(Assignment)
Those lines of the material below that fall between its first line and the line with "let workbook_xml = container.read_xml(&workbook_path)?;", both included, are to be repeated exactly.

# # # #

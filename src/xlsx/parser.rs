//! XLSX parser implementation.

use crate::container::OoxmlContainer;
use crate::detect::FormatType;
use crate::error::{Error, Result};
use crate::model::{
    parse_cell_ref, CellValue, Sheet, Workbook, DATE_1904_OFFSET, MAX_COLS, MAX_ROWS,
};
use crate::options::ReadOptions;
use std::path::Path;

use super::shared_strings::SharedStrings;
use super::styles::Styles;

/// Default location of the workbook part.
const DEFAULT_WORKBOOK_PATH: &str = "xl/workbook.xml";

/// Sheet entry from workbook.xml with its resolved part path.
#[derive(Debug, Clone)]
struct SheetInfo {
    name: String,
    part_path: Option<String>,
}

/// Parser for XLSX (Excel) workbooks.
pub struct XlsxParser {
    container: OoxmlContainer,
    options: ReadOptions,
    shared_strings: SharedStrings,
    styles: Styles,
    sheets: Vec<SheetInfo>,
    date1904: bool,
}

impl XlsxParser {
    /// Open an XLSX file for parsing.
    pub fn open(path: impl AsRef<Path>, options: ReadOptions) -> Result<Self> {
        let container = OoxmlContainer::open(path)?;
        Self::from_container(container, options)
    }

    /// Create a parser from bytes.
    pub fn from_bytes(data: Vec<u8>, options: ReadOptions) -> Result<Self> {
        let container = OoxmlContainer::from_bytes(data)?;
        Self::from_container(container, options)
    }

    fn from_container(container: OoxmlContainer, options: ReadOptions) -> Result<Self> {
        let workbook_path = Self::locate_workbook(&container)?;
        let workbook_xml = container.read_xml(&workbook_path)?;
        let (entries, date1904) = Self::parse_workbook(&workbook_xml)?;

        let rels = container.read_relationships(&workbook_path)?;

        let sheets = entries
            .into_iter()
            .map(|(name, rel_id)| {
                let part_path = rels
                    .get(&rel_id)
                    .map(|rel| OoxmlContainer::resolve_path(&workbook_path, &rel.target));
                if part_path.is_none() {
                    log::warn!("sheet {:?} has no resolvable part ({})", name, rel_id);
                }
                SheetInfo { name, part_path }
            })
            .collect::<Vec<_>>();

        let shared_strings_path = rels
            .find_by_type_suffix("sharedStrings")
            .map(|rel| OoxmlContainer::resolve_path(&workbook_path, &rel.target))
            .unwrap_or_else(|| "xl/sharedStrings.xml".to_string());
        let shared_strings = match container.read_xml(&shared_strings_path) {
            Ok(xml) => SharedStrings::parse(&xml)?,
            Err(Error::MissingComponent(_)) => SharedStrings::default(),
            Err(e) => return Err(e),
        };

        let styles_path = rels
            .find_by_type_suffix("styles")
            .map(|rel| OoxmlContainer::resolve_path(&workbook_path, &rel.target))
            .unwrap_or_else(|| "xl/styles.xml".to_string());
        let styles = container
            .read_xml(&styles_path)
            .map(|xml| Styles::parse(&xml))
            .unwrap_or_default();

        log::debug!(
            "xlsx workbook at {} with {} sheets, {} shared strings",
            workbook_path,
            sheets.len(),
            shared_strings.len()
        );

        Ok(Self {
            container,
            options,
            shared_strings,
            styles,
            sheets,
            date1904,
        })
    }

    /// Find the main workbook part through the package relationships.
    fn locate_workbook(container: &OoxmlContainer) -> Result<String> {
        let package_rels = container.read_package_relationships()?;
        let path = package_rels
            .find_by_type_suffix("officeDocument")
            .map(|rel| OoxmlContainer::resolve_path("", &rel.target))
            .unwrap_or_else(|| DEFAULT_WORKBOOK_PATH.to_string());

        if container.exists(&path) {
            Ok(path)
        } else {
            Err(Error::MissingComponent(path))
        }
    }

    /// Parse workbook.xml for sheet entries (name, relationship id) and the date system.
    fn parse_workbook(xml: &str) -> Result<(Vec<(String, String)>, bool)> {
        let mut sheets = Vec::new();
        let mut date1904 = false;

        let mut reader = quick_xml::Reader::from_str(xml);
        reader.config_mut().trim_text(true);

        let mut buf = Vec::new();

        loop {
            match reader.read_event_into(&mut buf) {
                Ok(quick_xml::events::Event::Empty(e))
                | Ok(quick_xml::events::Event::Start(e)) => match e.local_name().as_ref() {
                    b"sheet" => {
                        let mut name = String::new();
                        let mut rel_id = String::new();

                        for attr in e.attributes().flatten() {
                            let key = attr.key;
                            match key.local_name().as_ref() {
                                b"name" if key.prefix().is_none() => {
                                    name = attr
                                        .unescape_value()
                                        .map(|v| v.to_string())
                                        .unwrap_or_default();
                                }
                                b"id" if key.prefix().is_some() => {
                                    rel_id = String::from_utf8_lossy(&attr.value).to_string();
                                }
                                _ => {}
                            }
                        }

                        if !name.is_empty() {
                            sheets.push((name, rel_id));
                        }
                    }
                    b"workbookPr" => {
                        for attr in e.attributes().flatten() {
                            if attr.key.as_ref() == b"date1904" {
                                let value = String::from_utf8_lossy(&attr.value).to_lowercase();
                                date1904 = value == "1" || value == "true";
                            }
                        }
                    }
                    _ => {}
                },
                Ok(quick_xml::events::Event::Eof) => break,
                Err(e) => return Err(Error::XmlParse(e.to_string())),
                _ => {}
            }
            buf.clear();
        }

        Ok((sheets, date1904))
    }

    /// Parse the workbook: metadata, sheet names and the first sheet's cells.
    pub fn parse(&mut self) -> Result<Workbook> {
        let metadata = self.container.parse_core_metadata()?;
        let first_sheet = self.parse_sheet(0)?;

        Ok(Workbook {
            format: FormatType::Xlsx,
            metadata,
            sheet_names: self.sheet_names().into_iter().map(String::from).collect(),
            first_sheet,
        })
    }

    /// Parse one worksheet by index.
    ///
    /// A workbook without sheets yields an empty, unnamed sheet.
    pub fn parse_sheet(&self, index: usize) -> Result<Sheet> {
        let Some(info) = self.sheets.get(index) else {
            if self.sheets.is_empty() {
                return Ok(Sheet::new(""));
            }
            return Err(Error::InvalidData(format!("no sheet at index {}", index)));
        };

        let mut sheet = Sheet::new(info.name.clone());
        if let Some(ref part_path) = info.part_path {
            let xml = self.container.read_xml(part_path)?;
            self.parse_sheet_xml(&xml, &mut sheet)?;
        }

        log::debug!("sheet {:?}: {} cells", sheet.name, sheet.cell_count());
        Ok(sheet)
    }

    /// Parse worksheet XML cells into a sheet.
    fn parse_sheet_xml(&self, xml: &str, sheet: &mut Sheet) -> Result<()> {
        let mut reader = quick_xml::Reader::from_str(xml);
        reader.config_mut().trim_text(false);

        let mut buf = Vec::new();
        let mut row_idx: u32 = 0;
        let mut next_row: u32 = 0;
        let mut next_col: u32 = 0;
        let mut cell = CellState::default();
        let mut in_cell = false;
        let mut in_value = false;
        let mut in_inline = false;
        let mut in_phonetic = false;

        loop {
            match reader.read_event_into(&mut buf) {
                Ok(quick_xml::events::Event::Start(ref e)) => match e.name().as_ref() {
                    b"row" => {
                        row_idx = row_attr(e)?.unwrap_or(next_row);
                        next_row = row_idx + 1;
                        next_col = 0;
                    }
                    b"c" => {
                        cell = CellState::from_attrs(e, row_idx, next_col)?;
                        next_col = cell.col + 1;
                        in_cell = true;
                    }
                    b"v" if in_cell => in_value = true,
                    b"is" if in_cell => in_inline = true,
                    b"rPh" if in_inline => in_phonetic = true,
                    b"t" if in_inline && !in_phonetic => in_value = true,
                    _ => {}
                },
                Ok(quick_xml::events::Event::Empty(ref e)) => match e.name().as_ref() {
                    b"row" => {
                        row_idx = row_attr(e)?.unwrap_or(next_row);
                        next_row = row_idx + 1;
                    }
                    b"c" => {
                        // A self-closing cell carries formatting only
                        let empty = CellState::from_attrs(e, row_idx, next_col)?;
                        next_col = empty.col + 1;
                    }
                    _ => {}
                },
                Ok(quick_xml::events::Event::Text(ref e)) => {
                    if in_value {
                        let text = e.unescape().map_err(|e| Error::XmlParse(e.to_string()))?;
                        cell.raw.push_str(&text);
                    }
                }
                Ok(quick_xml::events::Event::End(ref e)) => match e.name().as_ref() {
                    b"c" => {
                        if let Some(value) = self.resolve_cell_value(&cell) {
                            sheet.set(cell.row, cell.col, value);
                        }
                        in_cell = false;
                        in_value = false;
                        in_inline = false;
                    }
                    b"v" | b"t" => in_value = false,
                    b"rPh" => in_phonetic = false,
                    b"is" => in_inline = false,
                    _ => {}
                },
                Ok(quick_xml::events::Event::Eof) => break,
                Err(e) => return Err(Error::XmlParse(e.to_string())),
                _ => {}
            }
            buf.clear();
        }

        Ok(())
    }

    /// Resolve a cell's raw text based on its type and style.
    fn resolve_cell_value(&self, cell: &CellState) -> Option<CellValue> {
        let raw = cell.raw.as_str();
        match cell.cell_type.as_deref() {
            Some("s") => {
                let idx = raw.trim().parse::<usize>().ok()?;
                match self.shared_strings.get(idx) {
                    Some(s) => Some(CellValue::String(s.to_string())),
                    None => {
                        log::warn!("shared string index {} out of range", idx);
                        None
                    }
                }
            }
            Some("b") => Some(CellValue::Bool(matches!(raw.trim(), "1" | "true"))),
            Some("e") => Some(CellValue::Error(raw.to_string())),
            Some("str") | Some("inlineStr") | Some("d") => Some(CellValue::String(raw.to_string())),
            _ => {
                if raw.trim().is_empty() {
                    return None;
                }
                match raw.trim().parse::<f64>() {
                    Ok(mut n) => {
                        let is_date = cell
                            .style
                            .is_some_and(|s| self.styles.is_date_style(s));
                        if is_date && self.date1904 {
                            n += DATE_1904_OFFSET;
                        }
                        Some(CellValue::numeric(n, is_date, self.options.dates))
                    }
                    Err(_) => Some(CellValue::String(raw.to_string())),
                }
            }
        }
    }

    /// Get a reference to the container.
    pub fn container(&self) -> &OoxmlContainer {
        &self.container
    }

    /// Get the number of sheets.
    pub fn sheet_count(&self) -> usize {
        self.sheets.len()
    }

    /// Get sheet names.
    pub fn sheet_names(&self) -> Vec<&str> {
        self.sheets.iter().map(|s| s.name.as_str()).collect()
    }
}

/// Attributes and accumulated text of the cell being parsed.
#[derive(Debug, Default)]
struct CellState {
    row: u32,
    col: u32,
    cell_type: Option<String>,
    style: Option<usize>,
    raw: String,
}

impl CellState {
    /// Read a `<c>` element's attributes. Cells without `r` take the next
    /// position in the row; positions outside the sheet are rejected.
    fn from_attrs(e: &quick_xml::events::BytesStart<'_>, row: u32, next_col: u32) -> Result<Self> {
        let mut state = CellState {
            row,
            col: next_col,
            ..Default::default()
        };

        for attr in e.attributes().flatten() {
            match attr.key.as_ref() {
                b"r" => {
                    let reference = String::from_utf8_lossy(&attr.value);
                    let (r, c) = parse_cell_ref(&reference).ok_or_else(|| {
                        Error::InvalidData(format!("invalid cell reference {:?}", reference))
                    })?;
                    state.row = r;
                    state.col = c;
                }
                b"t" => state.cell_type = Some(String::from_utf8_lossy(&attr.value).to_string()),
                b"s" => state.style = String::from_utf8_lossy(&attr.value).parse().ok(),
                _ => {}
            }
        }

        if state.row >= MAX_ROWS || state.col >= MAX_COLS {
            return Err(Error::InvalidData(format!(
                "cell at row {}, column {} is outside the sheet",
                u64::from(state.row) + 1,
                u64::from(state.col) + 1
            )));
        }
        Ok(state)
    }
}

/// Read the 1-based `r` attribute of a `<row>` as a 0-based index.
fn row_attr(e: &quick_xml::events::BytesStart<'_>) -> Result<Option<u32>> {
    let Some(attr) = e.attributes().flatten().find(|attr| attr.key.as_ref() == b"r") else {
        return Ok(None);
    };
    let value = String::from_utf8_lossy(&attr.value);
    match value.trim().parse::<u32>() {
        Ok(r @ 1..=MAX_ROWS) => Ok(Some(r - 1)),
        _ => Err(Error::InvalidData(format!("invalid row number {:?}", value))),
    }
}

# # # #

(Output for this task)
filename src/xlsx/parser.rs
//! XLSX parser implementation.

use crate::container::OoxmlContainer;
use crate::detect::FormatType;
use crate::error::{Error, Result};
use crate::model::{
    parse_cell_ref, CellValue, Sheet, Workbook, DATE_1904_OFFSET, MAX_COLS, MAX_ROWS,
};
use crate::options::ReadOptions;
use std::path::Path;

use super::shared_strings::SharedStrings;
use super::styles::Styles;

/// Default location of the workbook part.
const DEFAULT_WORKBOOK_PATH: &str = "xl/workbook.xml";

/// Sheet entry from workbook.xml with its resolved part path.
#[derive(Debug, Clone)]
struct SheetInfo {
    name: String,
    part_path: Option<String>,
}

/// Parser for XLSX (Excel) workbooks.
pub struct XlsxParser {
    container: OoxmlContainer,
    options: ReadOptions,
    shared_strings: SharedStrings,
    styles: Styles,
    sheets: Vec<SheetInfo>,
    date1904: bool,
}

impl XlsxParser {
    /// Open an XLSX file for parsing.
    pub fn open(path: impl AsRef<Path>, options: ReadOptions) -> Result<Self> {
        let container = OoxmlContainer::open(path)?;
        Self::from_container(container, options)
    }

    /// Create a parser from bytes.
    pub fn from_bytes(data: Vec<u8>, options: ReadOptions) -> Result<Self> {
        let container = OoxmlContainer::from_bytes(data)?;
        Self::from_container(container, options)
    }

    fn from_container(container: OoxmlContainer, options: ReadOptions) -> Result<Self> {
        let workbook_path = Self::locate_workbook(&container)?;
        let workbook_xml = container.read_xml(&workbook_path)?;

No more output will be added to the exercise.